The effective optimization of fracture stimulation treatments in horizontal wells requires the integration of a wide range of engineering and geological data to be successful. This process begins with a thorough understanding of not only the reservoir rock properties, but also the properties of the confining non-reservoir rock. This geological information is used in the design of non-damaging completions fluids, to predict the fracture height growth and fracture half length, and to interpret the results from diagnostics, post job stimulation data and production performance.

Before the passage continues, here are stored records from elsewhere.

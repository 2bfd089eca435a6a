//! Chain parameters and block status

use std::fmt;

use num_bigint::BigUint;
use serde::{Deserialize, Deserializer, Serialize, Serializer};
use serde_json::Value;

/// Blockchain name in every network identifier
pub const CHAIN_NAME: &str = "theta";

/// Blocks between a stake withdrawal and the return of its principal
pub const LOCKING_PERIOD: u64 = 28_800;

/// Height of the June 2021 fee adjustment
pub const FEE_ADJUSTMENT_HEIGHT: u64 = 10_009_000;

const MIN_TX_FEE_TFUEL_WEI: u64 = 1_000_000_000_000;
const MIN_TX_FEE_TFUEL_WEI_JUNE_2021: u64 = 300_000_000_000_000_000;

const MIN_GAS_PRICE: u64 = 100_000_000;
const MIN_GAS_PRICE_JUNE_2021: u64 = 4_000_000_000_000;

const MAX_GAS_LIMIT: u64 = 10_000_000;
const MAX_GAS_LIMIT_JUNE_2021: u64 = 20_000_000;

/// Gas limit used when a contract call carries none
pub const DEFAULT_GAS_LIMIT: u64 = 10_000_000;

/// Minimum fee for a one-to-one send at `height`
pub fn minimum_send_fee(height: u64) -> BigUint {
    if height < FEE_ADJUSTMENT_HEIGHT {
        BigUint::from(MIN_TX_FEE_TFUEL_WEI)
    } else {
        BigUint::from(MIN_TX_FEE_TFUEL_WEI_JUNE_2021)
    }
}

pub fn minimum_gas_price(height: u64) -> BigUint {
    if height < FEE_ADJUSTMENT_HEIGHT {
        BigUint::from(MIN_GAS_PRICE)
    } else {
        BigUint::from(MIN_GAS_PRICE_JUNE_2021)
    }
}

pub fn max_gas_limit(height: u64) -> u64 {
    if height < FEE_ADJUSTMENT_HEIGHT {
        MAX_GAS_LIMIT
    } else {
        MAX_GAS_LIMIT_JUNE_2021
    }
}

/// What a stake deposit backs
#[derive(Debug, Clone, Copy, PartialEq, Eq, Hash)]
pub enum StakePurpose {
    Validator,
    Guardian,
    EliteEdgeNode,
}

impl StakePurpose {
    pub fn from_u8(v: u8) -> Option<Self> {
        match v {
            0 => Some(StakePurpose::Validator),
            1 => Some(StakePurpose::Guardian),
            2 => Some(StakePurpose::EliteEdgeNode),
            _ => None,
        }
    }

    pub fn as_u8(self) -> u8 {
        match self {
            StakePurpose::Validator => 0,
            StakePurpose::Guardian => 1,
            StakePurpose::EliteEdgeNode => 2,
        }
    }

    /// Validator and guardian stakes are THETA, edge node stakes TFUEL
    pub fn staked_denom(self) -> crate::currency::Denom {
        match self {
            StakePurpose::Validator | StakePurpose::Guardian => crate::currency::Denom::Theta,
            StakePurpose::EliteEdgeNode => crate::currency::Denom::TFuel,
        }
    }
}

/// Block status as reported by the node; every operation in a block
/// carries its block's status.
#[derive(Debug, Clone, Copy, PartialEq, Eq, Hash)]
pub enum BlockStatus {
    Pending,
    Valid,
    Invalid,
    Committed,
    DirectlyFinalized,
    IndirectlyFinalized,
    Trusted,
    Disposed,
}

impl BlockStatus {
    pub const ALL: [BlockStatus; 8] = [
        BlockStatus::Pending,
        BlockStatus::Valid,
        BlockStatus::Invalid,
        BlockStatus::Committed,
        BlockStatus::DirectlyFinalized,
        BlockStatus::IndirectlyFinalized,
        BlockStatus::Trusted,
        BlockStatus::Disposed,
    ];

    pub fn as_str(self) -> &'static str {
        match self {
            BlockStatus::Pending => "pending",
            BlockStatus::Valid => "valid",
            BlockStatus::Invalid => "invalid",
            BlockStatus::Committed => "committed",
            BlockStatus::DirectlyFinalized => "directly_finalized",
            BlockStatus::IndirectlyFinalized => "indirectly_finalized",
            BlockStatus::Trusted => "trusted",
            BlockStatus::Disposed => "disposed",
        }
    }

    /// Whether operations under this status count as applied
    pub fn is_successful(self) -> bool {
        !matches!(self, BlockStatus::Pending | BlockStatus::Invalid)
    }

    pub fn from_code(code: u64) -> Option<Self> {
        Self::ALL.get(code as usize).copied()
    }

    pub fn from_name(name: &str) -> Option<Self> {
        Self::ALL.into_iter().find(|s| s.as_str() == name)
    }
}

impl fmt::Display for BlockStatus {
    fn fmt(&self, f: &mut fmt::Formatter<'_>) -> fmt::Result {
        f.write_str(self.as_str())
    }
}

impl Serialize for BlockStatus {
    fn serialize<S: Serializer>(&self, serializer: S) -> Result<S::Ok, S::Error> {
        serializer.serialize_str(self.as_str())
    }
}

// The node sends the numeric code; names are accepted as well.
impl<'de> Deserialize<'de> for BlockStatus {
    fn deserialize<D: Deserializer<'de>>(deserializer: D) -> Result<Self, D::Error> {
        let value = Value::deserialize(deserializer)?;
        let status = match &value {
            Value::Number(n) => n.as_u64().and_then(BlockStatus::from_code),
            Value::String(s) => BlockStatus::from_name(s)
                .or_else(|| s.parse::<u64>().ok().and_then(BlockStatus::from_code)),
            _ => None,
        };
        status.ok_or_else(|| serde::de::Error::custom(format!("invalid block status {}", value)))
    }
}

This paper documents the work conducted to design and implement multi-stage horizontal fracture stimulations in the Cleveland and Tonkawa sandstones located in Dewey County, Oklahoma. Methods used in this process included: 1) review of historical treatment and production data available in the area to help identify current best practices, 2) SEM, thin section and X-ray diffraction petrography to define the mineralogy, 3) core floods to determine formation damage mechanisms, 4) laboratory proppant pack floods to screen for the effectiveness of chemical additives (such as surfactants), 5) core floods using reservoir rock to determine regain permeability and flow back performance, 6) determination of mechanical rock properties, such as Young's modulus, Poisson's ratio, Brinell hardness and triaxial stress, from multiwave sonic and laboratory testing for use in fine-tuning the fracture stimulation model parameters, 7) design, acquisition and analysis of initial injection and fall-off tests, 8) fracture stimulation modeling to predict the fracture geometry created by the fracture design, and 9) analysis of hourly flow back and tracer data to determine the effectiveness of the treatments in accessing the maximum amount of reservoir rock.
The objectives of this work were to engineer an optimized treatment design (that would result in significant gains in initial well productivity and long term ultimate hydrocarbon recovery) and also to develop and refine new potential best practices.